Restaurant information
- Established: January 12, 2022
- Owners: Blake Foster; David Sigal;
- Head chef: Liz Serrone
- Food type: Italian-American
- Location: 5411 Northeast 30th Avenue, Portland, Multnomah, Oregon, 97211, United States
- Coordinates: 45°33′44″N 122°38′06″W﻿ / ﻿45.5623049°N 122.63502°W
- Website: gabbianospdx.com

= Gabbiano's =

Restaurant in Portland, Oregon, U.S.

Gabbiano's is an Italian-American restaurant in Portland, Oregon, in the United States. Blake Foster and David Sigal opened the restaurant in northeast Portland's Concordia neighborhood in January 2022.
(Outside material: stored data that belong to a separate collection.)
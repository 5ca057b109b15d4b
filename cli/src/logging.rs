//! Tracing / logging initialisation.

use serde::{Deserialize, Serialize};
use std::collections::BTreeMap;
use tracing_subscriber::{fmt, layer::SubscriberExt, util::SubscriberInitExt, EnvFilter};

/// Log level per component.
#[derive(Debug, Clone, PartialEq, Serialize, Deserialize)]
pub struct LogConfig {
    /// Global default level: "trace" | "debug" | "info" | "warn" | "error",
    /// or a full `EnvFilter` directive string.
    #[serde(default = "default_level")]
    pub level: String,
    /// Override per component: crate name → level
    #[serde(default)]
    pub components: BTreeMap<String, String>,
    /// Emit JSON structured logs (true) or human-readable text (false)
    #[serde(default)]
    pub json: bool,
}

fn default_level() -> String {
    "info".to_string()
}

impl Default for LogConfig {
    fn default() -> Self {
        Self {
            level: default_level(),
            components: BTreeMap::new(),
            json: false,
        }
    }
}

impl LogConfig {
    /// Directive string such as `"info,swapindex_core=debug"`.
    pub fn directives(&self) -> String {
        let mut directives = self.level.clone();
        for (component, level) in &self.components {
            directives.push_str(&format!(",{}={}", component.replace('-', "_"), level));
        }
        directives
    }
}

/// Initialise tracing with the given log config.
/// Should be called once at application startup.
pub fn init_tracing(config: &LogConfig) {
    let filter = EnvFilter::try_new(config.directives()).unwrap_or_else(|_| EnvFilter::new("info"));

    if config.json {
        tracing_subscriber::registry()
            .with(filter)
            .with(fmt::layer().json())
            .init();
    } else {
        tracing_subscriber::registry()
            .with(filter)
            .with(fmt::layer())
            .init();
    }
}
//! Minimum spacing between successive upstream calls.
//!
//! Public archive endpoints throttle aggressively, so every fetch (tip
//! queries included) goes through one pacer that keeps calls at least
//! `min_interval` apart.

use std::sync::Mutex;
use std::time::Duration;

use tokio::time::Instant;

pub struct FetchPacer {
    min_interval: Duration,
    next_slot: Mutex<Option<Instant>>,
}

impl FetchPacer {
    pub fn new(min_interval: Duration) -> Self {
        Self {
            min_interval,
            next_slot: Mutex::new(None),
        }
    }

    pub fn min_interval(&self) -> Duration {
        self.min_interval
    }

    /// Reserves the next call slot and returns how long to wait for it.
    pub fn reserve(&self) -> Duration {
        let now = Instant::now();
        let mut next = self.next_slot.lock().unwrap();
        let slot = match *next {
            Some(at) if at > now => at,
            _ => now,
        };
        *next = Some(slot + self.min_interval);
        slot - now
    }

    /// Waits until the next call may go out.
    pub async fn pace(&self) {
        let wait = self.reserve();
        if !wait.is_zero() {
            tokio::time::sleep(wait).await;
        }
    }
}

#[cfg(test)]
mod tests {
    use super::*;

    #[tokio::test(start_paused = true)]
    async fn calls_are_spaced() {
        let pacer = FetchPacer::new(Duration::from_millis(500));
        let start = Instant::now();
        pacer.pace().await;
        assert!(start.elapsed() < Duration::from_millis(1));
        pacer.pace().await;
        pacer.pace().await;
        assert!(start.elapsed() >= Duration::from_millis(1000));
    }

    #[tokio::test(start_paused = true)]
    async fn idle_time_counts_towards_interval() {
        let pacer = FetchPacer::new(Duration::from_millis(500));
        pacer.pace().await;
        tokio::time::sleep(Duration::from_millis(700)).await;
        assert_eq!(pacer.reserve(), Duration::ZERO);
    }

    #[test]
    fn zero_interval_never_waits() {
        let pacer = FetchPacer::new(Duration::ZERO);
        assert_eq!(pacer.reserve(), Duration::ZERO);
        assert_eq!(pacer.reserve(), Duration::ZERO);
    }
}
Gabbiano's was named one of the city's best new restaurants of 2022 by The Oregonian. It has garnered a positive reception and has been described as one of Portland's "essential" restaurants and best Italian establishments by Eater Portland.

==Description==
The Italian-American restaurant Gabbiano's—its name originating from the Italian word for "seagull" and a play on the last name of one of the owners—operates at the intersection of 30th and Killingsworth in northeast Portland's Concordia neighborhood. The interior has hand-painted Italian frescos and photographs of pasta displayed on walls, as well as wooden bistro chairs. The patio has a pergola, and the restaurant uses red-and-white checkered tablecloths.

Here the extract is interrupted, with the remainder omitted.